T cell: CD28 interacts with


This second complex is the co-stimulatory mechanism that is required for activation of a naive T cell.


This need for co-stimulation prevents T cells that were not killed during negative selection from being activated by self-peptides in MHC molecules since only APC can express B7 and APC only express B7 under limited conditions.

6 pts.
8) What are plasmablasts?

Where will they eventually settle?

What is the term associated with this specific tissue relocalization?
Plasmablasts are B cells that have been activated to become antibody secreting plasma cells.
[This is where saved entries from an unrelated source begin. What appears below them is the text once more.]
//! Integration test: plugins registered across several hook chains.
//!
//! An odometer plugin counts step pulses, tracks motion state, answers its
//! own `$` command, appends a status field and announces itself in the
//! build info. A second plugin checks chain ordering and pass-through.

use std::sync::atomic::{AtomicBool, AtomicU32, Ordering};
use std::sync::{Arc, Mutex};

use cnc_common::config::{ControllerConfig, StatusReportConfig};
use cnc_common::report_flags::{ReportFlags, SharedReportState};
use cnc_common::settings::{
    Datatype, GroupFilter, SettingClass, SettingDescriptor, SettingId, SettingValue,
    SettingsRegistry, SettingsStore, group,
};
use cnc_common::snapshot::MachineSnapshot;
use cnc_common::state::{AxesSignals, MachineState};
use cnc_common::status::{MessageCode, StatusCode};
use cnc_report::catalog::{Catalog, RenderMode};
use cnc_report::core_settings::core_chain;
use cnc_report::hooks::{
    FeedbackMessageHandler, Hooks, PulseStartHandler, RealtimeReportHandler,
    ReportOptionsHandler, StateChangeHandler, SysCommandHandler,
};
use cnc_report::messages::feedback_message;
use cnc_report::ngc::{BuildInfo, build_info};
use cnc_report::status::StatusReporter;
use cnc_report::stream::StreamWriter;

const ODOMETER_SAVED: u8 = 200;

static ODOMETER_SETTINGS: [SettingDescriptor; 1] = [SettingDescriptor::new(
    520,
    group::GENERAL,
    "Odometer save interval",
    Datatype::Integer,
)
.unit("s")
.class(SettingClass::NonCore)];

// ── Plugins ─────────────────────────────────────────────────────────

#[derive(Default)]
struct Odometer {
    moving: AtomicBool,
    x_steps: AtomicU32,
    pulses: AtomicU32,
}

/// States in which the motors accumulate run time.
fn is_moving(state: MachineState) -> bool {
    matches!(
        state,
        MachineState::Cycle | MachineState::Jog | MachineState::Homing
    )
}

impl StateChangeHandler for Odometer {
    fn on_state_change(&self, state: MachineState) {
        self.moving.store(is_moving(state), Ordering::Release);
    }
}

impl PulseStartHandler for Odometer {
    fn on_pulse_start(&self, step_outbits: AxesSignals) {
        if self.moving.load(Ordering::Acquire) {
            self.pulses.fetch_add(1, Ordering::Relaxed);
            if step_outbits.contains(AxesSignals::X) {
                self.x_steps.fetch_add(1, Ordering::Relaxed);
            }
        }
    }
}

impl RealtimeReportHandler for Odometer {
    fn on_realtime_report(&self, out: &mut dyn StreamWriter, _flags: ReportFlags) {
        write!(out, "|ODO:{}", self.x_steps.load(Ordering::Relaxed));
    }
}

impl ReportOptionsHandler for Odometer {
    fn on_report_options(&self, out: &mut dyn StreamWriter, newopt: bool) {
        if newopt {
            out.write(",ODO");
        } else {
            out.write("[PLUGIN:ODOMETERS v0.02]\r\n");
        }
    }
}

impl SysCommandHandler for Odometer {
    fn on_unknown_sys_command(
        &self,
        _state: MachineState,
        line: &str,
        out: &mut dyn StreamWriter,
    ) -> StatusCode {
        match line {
            "ODO" => {
                write!(out, "[ODOMETER:X={}]\r\n", self.x_steps.load(Ordering::Relaxed));
                StatusCode::Ok
            }
            "ODORST" => {
                self.x_steps.store(0, Ordering::Relaxed);
                StatusCode::Ok
            }
            _ => StatusCode::Unhandled,
        }
    }
}

impl FeedbackMessageHandler for Odometer {
    fn on_unknown_feedback_message(&self, code: u8, out: &mut dyn StreamWriter) -> bool {
        if code == ODOMETER_SAVED {
            out.write("Odometer data saved");
            true
        } else {
            false
        }
    }
}

/// Records the order in which chains reach it.
struct Tracer {
    name: &'static str,
    log: Arc<Mutex<Vec<String>>>,
}

impl StateChangeHandler for Tracer {
    fn on_state_change(&self, state: MachineState) {
        if let Ok(mut log) = self.log.lock() {
            log.push(format!("{}:{}", self.name, state.token()));
        }
    }
}

impl RealtimeReportHandler for Tracer {
    fn on_realtime_report(&self, out: &mut dyn StreamWriter, _flags: ReportFlags) {
        write!(out, "|{}", self.name);
    }
}

impl SysCommandHandler for Tracer {
    fn on_unknown_sys_command(
        &self,
        _state: MachineState,
        line: &str,
        _out: &mut dyn StreamWriter,
    ) -> StatusCode {
        if let Ok(mut log) = self.log.lock() {
            log.push(format!("{}:${line}", self.name));
        }
        if line == "TRC" {
            StatusCode::Ok
        } else {
            StatusCode::Unhandled
        }
    }
}

fn install() -> (Hooks, Arc<Odometer>, Arc<Mutex<Vec<String>>>) {
    let mut hooks = Hooks::new();
    let odometer = Arc::new(Odometer::default());
    let log = Arc::new(Mutex::new(Vec::new()));
    let tracer = Arc::new(Tracer {
        name: "TRC",
        log: Arc::clone(&log),
    });

    hooks.on_state_change(tracer.clone());
    hooks.on_state_change(odometer.clone());
    hooks.on_pulse_start(odometer.clone());
    hooks.on_realtime_report(odometer.clone());
    hooks.on_realtime_report(tracer.clone());
    hooks.on_report_options(odometer.clone());
    hooks.on_unknown_sys_command(odometer.clone());
    hooks.on_unknown_sys_command(tracer);
    hooks.on_unknown_feedback_message(odometer.clone());

    (hooks, odometer, log)
}

// ── Dispatch ────────────────────────────────────────────────────────

#[test]
fn one_plugin_object_serves_several_chains() {
    let (hooks, odometer, log) = install();

    hooks.pulse_started(AxesSignals::X);
    assert_eq!(odometer.pulses.load(Ordering::Relaxed), 0);

    hooks.state_changed(MachineState::Cycle);
    for _ in 0..5 {
        hooks.pulse_started(AxesSignals::X | AxesSignals::Y);
    }
    hooks.pulse_started(AxesSignals::Z);
    hooks.state_changed(MachineState::Idle);
    hooks.pulse_started(AxesSignals::X);

    assert_eq!(odometer.x_steps.load(Ordering::Relaxed), 5);
    assert_eq!(odometer.pulses.load(Ordering::Relaxed), 6);
    assert_eq!(
        log.lock().map(|l| l.clone()).unwrap_or_default(),
        ["TRC:Run", "TRC:Idle"]
    );
}

#[test]
fn realtime_fields_follow_registration_order() {
    let (hooks, odometer, _) = install();
    odometer.x_steps.store(12, Ordering::Relaxed);

    let config = ControllerConfig {
        status_report: StatusReportConfig::minimal(),
        ..Default::default()
    };
    let mut reporter = StatusReporter::new(&config, Arc::new(SharedReportState::new()));
    let mut out = String::new();
    reporter.emit(&MachineSnapshot::default(), &hooks, &mut out);

    assert_eq!(out, "<Idle|MPos:0.000,0.000,0.000|ODO:12|TRC>\r\n");
}

#[test]
fn sys_commands_pass_down_the_chain() {
    let (hooks, odometer, log) = install();
    odometer.x_steps.store(3, Ordering::Relaxed);

    let mut out = String::new();
    assert_eq!(
        hooks.unknown_sys_command(MachineState::Idle, "ODO", &mut out),
        StatusCode::Ok
    );
    assert_eq!(out, "[ODOMETER:X=3]\r\n");
    // Claimed by the first handler, the tracer never sees it.
    assert!(log.lock().map(|l| l.is_empty()).unwrap_or(false));

    let mut out = String::new();
    assert_eq!(
        hooks.unknown_sys_command(MachineState::Idle, "TRC", &mut out),
        StatusCode::Ok
    );
    assert_eq!(
        hooks.unknown_sys_command(MachineState::Idle, "NOPE", &mut out),
        StatusCode::Unhandled
    );
    assert!(out.is_empty());
    assert_eq!(
        log.lock().map(|l| l.clone()).unwrap_or_default(),
        ["TRC:$TRC", "TRC:$NOPE"]
    );
}

#[test]
fn empty_chain_leaves_commands_unhandled() {
    let hooks = Hooks::new();
    let mut out = String::new();
    assert_eq!(
        hooks.unknown_sys_command(MachineState::Idle, "ODO", &mut out),
        StatusCode::Unhandled
    );
    assert!(!hooks.unknown_feedback_message(ODOMETER_SAVED, &mut out));
    assert!(out.is_empty());
}

// ── Reports ─────────────────────────────────────────────────────────

#[test]
fn plugin_feedback_text() {
    let (hooks, _, _) = install();
    let mut out = String::new();
    feedback_message(&mut out, MessageCode::Extension(ODOMETER_SAVED), &hooks);
    feedback_message(&mut out, MessageCode::Extension(ODOMETER_SAVED + 1), &hooks);
    feedback_message(&mut out, MessageCode::ProgramEnd, &hooks);
    assert_eq!(
        out,
        "[MSG:Odometer data saved]\r\n[MSG:]\r\n[MSG:Pgm End]\r\n"
    );
}

#[test]
fn build_info_carries_plugin_options() {
    let (hooks, _, _) = install();
    let info = BuildInfo {
        line: "mill".into(),
        rx_buffer_size: 1024,
        ..Default::default()
    };
    let mut out = String::new();
    build_info(&mut out, &info, &ControllerConfig::default(), true, &hooks);

    let newopt = out
        .lines()
        .find(|l| l.starts_with("[NEWOPT:"))
        .unwrap_or_default();
    assert!(newopt.ends_with(",ODO]"), "{newopt}");
    assert!(out.ends_with("[PLUGIN:ODOMETERS v0.02]\r\n"));

    let mut short = String::new();
    build_info(&mut short, &info, &ControllerConfig::default(), false, &hooks);
    assert!(!short.contains("ODO"));
}

// ── Settings ────────────────────────────────────────────────────────

struct Store;

impl SettingsStore for Store {
    fn setting_value(&self, id: SettingId) -> Option<SettingValue> {
        (id == 520).then_some(SettingValue::Integer(60))
    }
}

#[test]
fn plugin_settings_join_the_catalog() {
    let mut catalog = Catalog::new(core_chain(), &ControllerConfig::default());
    assert!(catalog.register(SettingsRegistry::new("odometer", &ODOMETER_SETTINGS, &[])));

    let mut out = String::new();
    catalog.settings_details(GroupFilter::Group(group::GENERAL), RenderMode::Human, &mut out);
    assert!(out.ends_with("$520: Odometer save interval in s\r\n"));

    let mut legacy = String::new();
    catalog.setting_values(false, &Store, &mut legacy);
    assert!(!legacy.contains("$520="));

    let mut all = String::new();
    catalog.setting_values(true, &Store, &mut all);
    assert!(all.contains("$520=60\r\n"));
}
They are called plasmablasts after being in the germinal center and after affinity maturation.

They will eventually settle in either the bone marrow (if activated in lymph nodes) or under the skin and in the gut areas (if activated in Peyer's patches).

Plasmablasts will HOME to their proper location.

10 pts.
9) LIST 5 reasons (related to the immune system) why your children should be breast fed instead of formula fed.
There are many but some include:

providing antibodies between 3 months and 1 year when the infant has few circulating immunoglobulins.

milk contains agents that stimulate the growth of "friendly" bacteria in the gut

milk contains agents that inhibit the growth of other bacteria (by limiting the amount of iron)

milk contains lymphocytes that are primed for recognizing antigens in the mother's environment

milk contains lytic molecules like defensins that can kill certain bacteria

8 pts.
10) Describe where affinity maturation takes place, and how it happens.
Affinity maturation takes place in B cells within germinal centers of the secondary lymphoid organs. These B cells have already been activated by T helper cells and are able to undergo isotype switching as well. Affinity maturation is the somatic hypermutation that happens in rapidly dividing B cells such that point mutations occur frequently within the DNA that encodes the variable region of the antibody. Some B cells will form idiotypes that will have a higher affinity for the antigen, while others will form idiotypes with lower affinities for the antigen. The result is a mixed population with varying affinities for the original antigen. A competition of sorts follows such that those B cells with higher affinities can out compete those with lower affinity and bind to antigen displayed on follicular dendritic cells. The winners of this competition are stimulated to survive and divide (eventually forming plasma cells and memory cells) while the losers will die.

5 pts.
11) Where are IgA (list 3 places) and IgE (list two places) molecules found that do not have any antigen bound to them?

IgA - tears, milk, and in the gut.

IgE - on mast cells and in the tissue

6 pts.
12) Go to this URL <bio.davidson.edu/biology/courses/immunolgy/test2fig1.html>.

a) What is going on in this photo?

b) Which antibody isotype or isotypes are involved?

c) What leukocytes are involved in this process?

Eosinophils are attacking a large paratsite. The worm is coated with IgE and eosinophils are bound to the parasite via their Fce receptors. The eosinophils are secreting the contents of their lysosomes to kill the parasite.